Configure the website
Edit _config.yml
to change the blog title and other site-specific details.
The inaugural post is in _posts/yyyy-mm-dd-welcome-to-jekyll.markdown
. Edit it as you see fit.
Note that the default site that Jekyll generated is powered by two gems:
1gem "jekyll", "~> 3.8.5"
2gem "minima", "~> 2.0"
Before you publish the website to github.io, edit your Gemfile to comment them out, and uncomment the line gem "github-pages", group: :jekyll_plugins
then update the site to install the github-pages
gem to get the full value of GitHub Pages:
1vi Gemfile
2bundle update
Stop and restart the site to make sure all is well.
Publish to github.io
To publish this on github.io
, you need to push the newly generated contents to the repo that you created above, so initialize the directory with your new site as a Git repository, then stage and commit the files:
1git init
2git add --all
3git commit -m "Initial commit"
Link your newly generated website to the repo
1git remote add origin git@github.com:<username>/<username>.github.io.git
2git push -u origin main --force
The --force
option will overwrite the contents of the GitHub repo with the contents of the newly generated website, so be careful.
Migrate Blogger posts
Migrating your Blogger posts is straightforward because Jekyll provides importers to move from other blog platforms.

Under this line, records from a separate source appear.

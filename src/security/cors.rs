//! Cross-origin policy.
//!
//! # Responsibilities
//! - Reject requests whose `Origin` is not on the allow-list (403)
//! - Echo an allowed origin and attach the static CORS headers
//! - Answer preflight (`OPTIONS`) requests without running later stages
//!
//! # Design Decisions
//! - Exact string comparison of origins, no wildcard
//! - A missing or empty `Origin` is treated as disallowed unless
//!   `allow_missing_origin` is configured

use std::collections::HashSet;

use async_trait::async_trait;
use axum::{
    body::Body,
    http::{header, HeaderMap, HeaderValue, Method, Request, StatusCode},
    middleware::Next,
    response::{IntoResponse, Response},
};

use crate::config::CorsConfig;
use crate::error::ApiError;
use crate::pipeline::Middleware;

/// Origin allow-list and the headers sent with every allowed response.
pub struct Cors {
    allowed_origins: HashSet<String>,
    allow_missing_origin: bool,
    static_headers: HeaderMap,
}

impl Cors {
    pub fn from_config(config: &CorsConfig) -> Self {
        let mut static_headers = HeaderMap::new();
        let mut set = |name: header::HeaderName, value: String| {
            match HeaderValue::from_str(&value) {
                Ok(v) => {
                    static_headers.insert(name, v);
                }
                Err(_) => tracing::warn!(header = %name, value = %value, "Skipping invalid CORS header value"),
            }
        };

        set(header::ACCESS_CONTROL_ALLOW_HEADERS, config.allowed_headers.join(", "));
        set(header::ACCESS_CONTROL_ALLOW_METHODS, config.allowed_methods.join(", "));
        set(header::ACCESS_CONTROL_EXPOSE_HEADERS, config.exposed_headers.join(", "));
        set(header::ACCESS_CONTROL_MAX_AGE, config.max_age_secs.to_string());
        if config.allow_credentials {
            set(header::ACCESS_CONTROL_ALLOW_CREDENTIALS, "true".to_string());
        }

        Self {
            allowed_origins: config.allowed_origins.iter().cloned().collect(),
            allow_missing_origin: config.allow_missing_origin,
            static_headers,
        }
    }

    pub fn is_origin_allowed(&self, origin: &str) -> bool {
        self.allowed_origins.contains(origin)
    }

    fn annotate(&self, headers: &mut HeaderMap, origin: HeaderValue) {
        headers.insert(header::ACCESS_CONTROL_ALLOW_ORIGIN, origin);
        headers.append(header::VARY, HeaderValue::from_static("Origin"));
        for (name, value) in &self.static_headers {
            headers.insert(name.clone(), value.clone());
        }
    }
}

#[async_trait]
impl Middleware for Cors {
    fn name(&self) -> &'static str {
        "cors"
    }

    async fn handle(&self, request: Request<Body>, next: Next) -> Response {
        let origin = request
            .headers()
            .get(header::ORIGIN)
            .filter(|v| !v.is_empty())
            .cloned();

        let origin = match origin {
            Some(origin) if origin.to_str().map(|o| self.is_origin_allowed(o)).unwrap_or(false) => origin,
            None if self.allow_missing_origin => return next.run(request).await,
            other => {
                tracing::warn!(
                    origin = ?other,
                    path = %request.uri().path(),
                    "Origin not allowed by CORS"
                );
                return ApiError::Forbidden("not allowed by CORS".into()).into_response();
            }
        };

        if request.method() == Method::OPTIONS {
            let mut response = StatusCode::NO_CONTENT.into_response();
            self.annotate(response.headers_mut(), origin);
            return response;
        }

        let mut response = next.run(request).await;
        self.annotate(response.headers_mut(), origin);
        response
    }
}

Follow these instructions to create a backup file of your Blogger posts called blog-MM-DD-YYYY.xml
, then import the posts into Jekyll:
1ruby -r rubygems -e 'require "jekyll-import";
2 JekyllImport::Importers::Blogger.run({
3 "source" => "/path/to/blog-MM-DD-YYYY.xml",
4 "no-blogger-info" => false,
5 "replace-internal-link" => false,
6 })'
This will generate the posts in _posts
.
Note that:
- “Labels” will be included in the export as “Tags”.
- Images in your Blogger posts will be visible as links to your original blog, so you will have to download them manually and insert them locally before you decommission the old blog.